The ancient Egyptians were one of the first cultures to widely divide days into generally agreed-upon equal parts, using early timekeeping devices such as sundials, shadow clocks, and merkhets (plumb-lines used by early astronomers).
The clock was split into daytime and nighttime, and then into smaller hours.

==Sundials and shadow clocks==
Despite Herodotus's attribution of the invention of the sundial to the Babylonians in 430 BCE, the earliest known sundials were simple gnomons of Egyptian origin invented around 3500 BCE . More complex devices were developed over time, the earliest surviving one is a limestone sundial that dates back to 1500 BCE, discovered in the Valley of the Kings in 2013. It was found in a housing area of construction workers and its division of daytime into 12 parts was possibly used to measure work hours.

Shadow clocks were modified sundials that allowed for greater precision in determining the time of day, and were first used around 1500 BCE. Their major innovation was a modified, more precise gnomon that allowed for the division of night time into 50 parts, with an additional two "twilight hours" in the morning and evening.
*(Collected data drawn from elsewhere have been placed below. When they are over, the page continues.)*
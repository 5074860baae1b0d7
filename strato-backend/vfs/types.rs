use chrono::{DateTime, Utc};
use mongodb::bson::oid::ObjectId;
use serde::{Deserialize, Serialize};

/// What a caller wants to do with an entry.
#[derive(Debug, Clone, Copy, PartialEq, Eq, Hash)]
pub enum AccessMode {
    Read,
    Write,
    Execute,
    UpdatePerms,
}

/// Add or remove a tag from a permission list.
#[derive(Debug, Clone, Copy, PartialEq, Eq)]
pub enum PermOp {
    Add,
    Remove,
}

/// Per-entry access control: four disjoint tag lists, one per mode.
/// A caller passes its tag set; access is granted when the intersection with
/// the mode's list is non-empty. A `None` tag set bypasses every check and is
/// reserved for trusted internal callers.
#[derive(Debug, Clone, Default, PartialEq, Serialize, Deserialize)]
pub struct EntryPermissions {
    #[serde(default)]
    pub read_tags: Vec<String>,
    #[serde(default)]
    pub write_tags: Vec<String>,
    #[serde(default)]
    pub execute_tags: Vec<String>,
    #[serde(default)]
    pub update_perm_tags: Vec<String>,
}

impl EntryPermissions {
    pub fn tags_for(&self, mode: AccessMode) -> &[String] {
        match mode {
            AccessMode::Read => &self.read_tags,
            AccessMode::Write => &self.write_tags,
            AccessMode::Execute => &self.execute_tags,
            AccessMode::UpdatePerms => &self.update_perm_tags,
        }
    }

    pub fn tags_for_mut(&mut self, mode: AccessMode) -> &mut Vec<String> {
        match mode {
            AccessMode::Read => &mut self.read_tags,
            AccessMode::Write => &mut self.write_tags,
            AccessMode::Execute => &mut self.execute_tags,
            AccessMode::UpdatePerms => &mut self.update_perm_tags,
        }
    }

    pub fn is_allowed(&self, mode: AccessMode, tags: Option<&[String]>) -> bool {
        let Some(tags) = tags else {
            return true;
        };
        let check = self.tags_for(mode);
        tags.iter().any(|tag| check.contains(tag))
    }

    /// Safety rules for replacing the update-perm tag list itself:
    /// the caller must hold update-perm, may only add or remove tags it
    /// holds, and must keep at least one of its own tags in the result
    /// (no locking yourself out). A `None` tag set bypasses all four.
    pub fn can_update_perm_tags(&self, new_tags: &[String], user_tags: Option<&[String]>) -> bool {
        let Some(user_tags) = user_tags else {
            return true;
        };

        if !self.is_allowed(AccessMode::UpdatePerms, Some(user_tags)) {
            return false;
        }

        let current = &self.update_perm_tags;
        let owned = |tag: &String| user_tags.contains(tag);

        // Cannot add tags the caller does not own.
        for tag in new_tags {
            if !current.contains(tag) && !owned(tag) {
                return false;
            }
        }

        // Cannot remove tags the caller does not own.
        for tag in current {
            if !new_tags.contains(tag) && !owned(tag) {
                return false;
            }
        }

        // At least one of the caller's own tags must survive.
        user_tags.iter().any(|tag| new_tags.contains(tag))
    }
}

#[derive(Debug, Clone, Copy, PartialEq, Eq, Serialize, Deserialize)]
#[serde(rename_all = "lowercase")]
pub enum EntryKind {
    File,
    Directory,
}

#[derive(Debug, Clone, Copy, PartialEq, Serialize, Deserialize)]
pub struct EntryTimestamps {
    pub created_at: DateTime<Utc>,
    pub modified_at: DateTime<Utc>,
    pub accessed_at: DateTime<Utc>,
}

impl EntryTimestamps {
    pub fn now() -> Self {
        let now = Utc::now();
        EntryTimestamps {
            created_at: now,
            modified_at: now,
            accessed_at: now,
        }
    }
}

/// A named reference from a directory to a child entry.
#[derive(Debug, Clone, PartialEq)]
pub struct EntryRef {
    pub name: String,
    pub ref_id: ObjectId,
}

/// One node of the virtual filesystem. Directories hold an ordered list of
/// named child references; files hold an optional blob reference (`None`
/// means an empty file). Exactly one entry in the store carries `is_root`.
#[derive(Debug, Clone)]
pub struct FsEntry {
    pub id: ObjectId,
    pub is_root: bool,
    pub kind: EntryKind,
    pub permissions: EntryPermissions,
    pub timestamps: EntryTimestamps,
    pub entries: Vec<EntryRef>,
    pub file_ref: Option<ObjectId>,
}

impl FsEntry {
    pub fn new_directory(permissions: EntryPermissions) -> Self {
        FsEntry {
            id: ObjectId::new(),
            is_root: false,
            kind: EntryKind::Directory,
            permissions,
            timestamps: EntryTimestamps::now(),
            entries: Vec::new(),
            file_ref: None,
        }
    }

    pub fn new_file(permissions: EntryPermissions, file_ref: Option<ObjectId>) -> Self {
        FsEntry {
            id: ObjectId::new(),
            is_root: false,
            kind: EntryKind::File,
            permissions,
            timestamps: EntryTimestamps::now(),
            entries: Vec::new(),
            file_ref,
        }
    }

    pub fn is_dir(&self) -> bool {
        self.kind == EntryKind::Directory
    }

    pub fn child(&self, name: &str) -> Option<&EntryRef> {
        self.entries.iter().find(|r| r.name == name)
    }
}

#[cfg(test)]
mod tests {
    use super::*;

    fn tags(list: &[&str]) -> Vec<String> {
        list.iter().map(|s| s.to_string()).collect()
    }

    fn perms_with_update(update: &[&str]) -> EntryPermissions {
        EntryPermissions {
            update_perm_tags: tags(update),
            ..Default::default()
        }
    }

    #[test]
    fn allowed_on_non_empty_intersection() {
        let perms = EntryPermissions {
            read_tags: tags(&["pilot", "sysadmin"]),
            ..Default::default()
        };
        assert!(perms.is_allowed(AccessMode::Read, Some(&tags(&["pilot"]))));
        assert!(!perms.is_allowed(AccessMode::Read, Some(&tags(&["atc"]))));
        assert!(!perms.is_allowed(AccessMode::Write, Some(&tags(&["pilot"]))));
    }

    #[test]
    fn none_tags_bypass_all_checks() {
        let perms = EntryPermissions::default();
        assert!(perms.is_allowed(AccessMode::Write, None));
        assert!(perms.can_update_perm_tags(&tags(&["anything"]), None));
    }

    #[test]
    fn adding_a_tag_never_removes_access() {
        let perms = EntryPermissions {
            execute_tags: tags(&["user-alice"]),
            ..Default::default()
        };
        let before = tags(&["user-alice"]);
        let mut after = before.clone();
        after.push("pilot".into());
        assert!(perms.is_allowed(AccessMode::Execute, Some(&before)));
        assert!(perms.is_allowed(AccessMode::Execute, Some(&after)));
    }

    #[test]
    fn perm_update_requires_update_perm() {
        let perms = perms_with_update(&["sysadmin"]);
        assert!(!perms.can_update_perm_tags(&tags(&["pilot"]), Some(&tags(&["pilot"]))));
    }

    #[test]
    fn perm_update_rejects_adding_unowned_tags() {
        let perms = perms_with_update(&["user-alice"]);
        let user = tags(&["user-alice"]);
        assert!(!perms.can_update_perm_tags(&tags(&["user-alice", "sysadmin"]), Some(&user)));
        assert!(perms.can_update_perm_tags(&tags(&["user-alice"]), Some(&user)));
    }

    #[test]
    fn perm_update_rejects_removing_unowned_tags() {
        let perms = perms_with_update(&["user-alice", "sysadmin"]);
        let user = tags(&["user-alice"]);
        // dropping sysadmin's tag is not the caller's to do
        assert!(!perms.can_update_perm_tags(&tags(&["user-alice"]), Some(&user)));
        // keeping both is fine
        assert!(perms.can_update_perm_tags(&tags(&["user-alice", "sysadmin"]), Some(&user)));
    }

    #[test]
    fn perm_update_rejects_self_lockout() {
        let perms = perms_with_update(&["user-alice", "pilot"]);
        let user = tags(&["user-alice", "pilot"]);
        // removing every tag the caller holds would lock them out
        assert!(!perms.can_update_perm_tags(&[], Some(&user)));
        assert!(perms.can_update_perm_tags(&tags(&["pilot"]), Some(&user)));
    }

    #[test]
    fn directory_child_lookup_by_name() {
        let mut dir = FsEntry::new_directory(Default::default());
        let file = FsEntry::new_file(Default::default(), None);
        dir.entries.push(EntryRef {
            name: "notes.txt".into(),
            ref_id: file.id,
        });
        assert_eq!(dir.child("notes.txt").unwrap().ref_id, file.id);
        assert!(dir.child("missing").is_none());
    }
}
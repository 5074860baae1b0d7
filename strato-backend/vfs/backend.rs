use std::collections::HashMap;
use std::sync::Mutex;

use async_trait::async_trait;
use chrono::{DateTime, Utc};
use mongodb::bson::oid::ObjectId;

use super::error::{FsError, FsResult};
use super::types::{AccessMode, EntryRef, FsEntry, PermOp};

/// Document-level operations the store issues against the backing database.
/// Each method is a single atomic document operation; the store composes
/// them and accepts that no transaction spans two entries.
#[async_trait]
pub trait FsBackend: Send + Sync {
    /// The unique root entry, if the tree is initialized.
    async fn root(&self) -> FsResult<Option<FsEntry>>;

    async fn get(&self, id: ObjectId) -> FsResult<Option<FsEntry>>;

    /// Fetch an entry and bump its `accessed_at` in the same operation.
    async fn get_touch_accessed(
        &self,
        id: ObjectId,
        now: DateTime<Utc>,
    ) -> FsResult<Option<FsEntry>>;

    async fn insert(&self, entry: &FsEntry) -> FsResult<()>;

    /// Point a file entry at a new blob (or clear it), bumping
    /// modified/accessed. Returns the updated entry, or None if it does not
    /// exist.
    async fn set_file_ref(
        &self,
        id: ObjectId,
        file_ref: Option<ObjectId>,
        now: DateTime<Utc>,
    ) -> FsResult<Option<FsEntry>>;

    /// Append a `(name, child)` reference to a directory and bump its
    /// timestamps, as one compound update.
    async fn link_child(
        &self,
        parent: ObjectId,
        name: &str,
        child: ObjectId,
        now: DateTime<Utc>,
    ) -> FsResult<()>;

    /// Remove the reference named `name` from a directory and bump its
    /// timestamps. Returns the updated parent, or None if the parent does
    /// not exist. Removing an absent name is not an error here; the store
    /// checks existence first where it matters.
    async fn unlink_child(
        &self,
        parent: ObjectId,
        name: &str,
        now: DateTime<Utc>,
    ) -> FsResult<Option<FsEntry>>;

    async fn delete(&self, id: ObjectId) -> FsResult<()>;

    /// Add or remove one tag on one mode's list (add-to-set / pull
    /// semantics), bumping `modified_at`. Returns the updated entry.
    async fn update_perm_tag(
        &self,
        id: ObjectId,
        mode: AccessMode,
        op: PermOp,
        tag: &str,
        now: DateTime<Utc>,
    ) -> FsResult<Option<FsEntry>>;
}

/// In-memory backend. Mirrors the document semantics of the real store so
/// the whole VFS is exercisable without a database.
#[derive(Default)]
pub struct MemBackend {
    entries: Mutex<HashMap<ObjectId, FsEntry>>,
}

impl MemBackend {
    pub fn new() -> Self {
        Self::default()
    }
}

#[async_trait]
impl FsBackend for MemBackend {
    async fn root(&self) -> FsResult<Option<FsEntry>> {
        let entries = self.entries.lock().unwrap();
        Ok(entries.values().find(|e| e.is_root).cloned())
    }

    async fn get(&self, id: ObjectId) -> FsResult<Option<FsEntry>> {
        let entries = self.entries.lock().unwrap();
        Ok(entries.get(&id).cloned())
    }

    async fn get_touch_accessed(
        &self,
        id: ObjectId,
        now: DateTime<Utc>,
    ) -> FsResult<Option<FsEntry>> {
        let mut entries = self.entries.lock().unwrap();
        Ok(entries.get_mut(&id).map(|entry| {
            entry.timestamps.accessed_at = now;
            entry.clone()
        }))
    }

    async fn insert(&self, entry: &FsEntry) -> FsResult<()> {
        let mut entries = self.entries.lock().unwrap();
        if entries.contains_key(&entry.id) {
            return Err(FsError::Backend(format!("duplicate entry id {}", entry.id)));
        }
        entries.insert(entry.id, entry.clone());
        Ok(())
    }

    async fn set_file_ref(
        &self,
        id: ObjectId,
        file_ref: Option<ObjectId>,
        now: DateTime<Utc>,
    ) -> FsResult<Option<FsEntry>> {
        let mut entries = self.entries.lock().unwrap();
        Ok(entries.get_mut(&id).map(|entry| {
            entry.file_ref = file_ref;
            entry.timestamps.modified_at = now;
            entry.timestamps.accessed_at = now;
            entry.clone()
        }))
    }

    async fn link_child(
        &self,
        parent: ObjectId,
        name: &str,
        child: ObjectId,
        now: DateTime<Utc>,
    ) -> FsResult<()> {
        let mut entries = self.entries.lock().unwrap();
        let Some(entry) = entries.get_mut(&parent) else {
            return Err(FsError::NotExist(format!("parent entry {parent}")));
        };
        // add-to-set: an identical (name, id) pair is not duplicated
        if !entry
            .entries
            .iter()
            .any(|r| r.name == name && r.ref_id == child)
        {
            entry.entries.push(EntryRef {
                name: name.to_string(),
                ref_id: child,
            });
        }
        entry.timestamps.modified_at = now;
        entry.timestamps.accessed_at = now;
        Ok(())
    }

    async fn unlink_child(
        &self,
        parent: ObjectId,
        name: &str,
        now: DateTime<Utc>,
    ) -> FsResult<Option<FsEntry>> {
        let mut entries = self.entries.lock().unwrap();
        Ok(entries.get_mut(&parent).map(|entry| {
            entry.entries.retain(|r| r.name != name);
            entry.timestamps.modified_at = now;
            entry.timestamps.accessed_at = now;
            entry.clone()
        }))
    }

    async fn delete(&self, id: ObjectId) -> FsResult<()> {
        let mut entries = self.entries.lock().unwrap();
        entries.remove(&id);
        Ok(())
    }

    async fn update_perm_tag(
        &self,
        id: ObjectId,
        mode: AccessMode,
        op: PermOp,
        tag: &str,
        now: DateTime<Utc>,
    ) -> FsResult<Option<FsEntry>> {
        let mut entries = self.entries.lock().unwrap();
        Ok(entries.get_mut(&id).map(|entry| {
            let list = entry.permissions.tags_for_mut(mode);
            match op {
                PermOp::Add => {
                    if !list.iter().any(|t| t == tag) {
                        list.push(tag.to_string());
                    }
                }
                PermOp::Remove => list.retain(|t| t != tag),
            }
            entry.timestamps.modified_at = now;
            entry.clone()
        }))
    }
}

#[cfg(test)]
mod tests {
    use super::*;
    use crate::vfs::types::EntryPermissions;

    #[tokio::test]
    async fn touch_accessed_updates_timestamp() {
        let backend = MemBackend::new();
        let entry = FsEntry::new_file(EntryPermissions::default(), None);
        backend.insert(&entry).await.unwrap();

        let later = Utc::now() + chrono::Duration::seconds(10);
        let touched = backend.get_touch_accessed(entry.id, later).await.unwrap().unwrap();
        assert_eq!(touched.timestamps.accessed_at, later);
        assert_eq!(touched.timestamps.created_at, entry.timestamps.created_at);
    }

    #[tokio::test]
    async fn link_child_is_add_to_set() {
        let backend = MemBackend::new();
        let dir = FsEntry::new_directory(EntryPermissions::default());
        backend.insert(&dir).await.unwrap();

        let child = ObjectId::new();
        let now = Utc::now();
        backend.link_child(dir.id, "a", child, now).await.unwrap();
        backend.link_child(dir.id, "a", child, now).await.unwrap();

        let dir = backend.get(dir.id).await.unwrap().unwrap();
        assert_eq!(dir.entries.len(), 1);
    }

    #[tokio::test]
    async fn unlink_child_removes_reference_and_bumps() {
        let backend = MemBackend::new();
        let mut dir = FsEntry::new_directory(EntryPermissions::default());
        dir.entries.push(EntryRef {
            name: "a".into(),
            ref_id: ObjectId::new(),
        });
        backend.insert(&dir).await.unwrap();

        let later = Utc::now() + chrono::Duration::seconds(1);
        let updated = backend.unlink_child(dir.id, "a", later).await.unwrap().unwrap();
        assert!(updated.entries.is_empty());
        assert_eq!(updated.timestamps.modified_at, later);
    }

    #[tokio::test]
    async fn update_perm_tag_adds_and_removes() {
        let backend = MemBackend::new();
        let entry = FsEntry::new_directory(EntryPermissions::default());
        backend.insert(&entry).await.unwrap();

        let now = Utc::now();
        let updated = backend
            .update_perm_tag(entry.id, AccessMode::Read, PermOp::Add, "pilot", now)
            .await
            .unwrap()
            .unwrap();
        assert_eq!(updated.permissions.read_tags, vec!["pilot".to_string()]);

        let updated = backend
            .update_perm_tag(entry.id, AccessMode::Read, PermOp::Remove, "pilot", now)
            .await
            .unwrap()
            .unwrap();
        assert!(updated.permissions.read_tags.is_empty());
    }
}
The shadow clock gnomon was made up of a long stem divided into six parts, as well as an elevated crossbar that cast a shadow over the marks. This early clock was positioned eastward in the morning, while at noon it was rotated to face west to measure shadows cast by the setting sun. The concept of measured shadows were adapted into larger, more public designs in the form of obelisks. Markers around the obelisk would indicate units of time, including morning and afternoon as well as the summer and winter solstices for ceremonial purposes.

==Merkhets==
Using plumb-lines called merkhets, the Egyptians could calculate time at night, provided the stars were visible. Used since at least 600 BCE, two of these instruments were aligned with Polaris, the North pole star, creating a north–south meridian. By observing certain stars as they crossed the line created with the merkhets, they could accurately gauge time.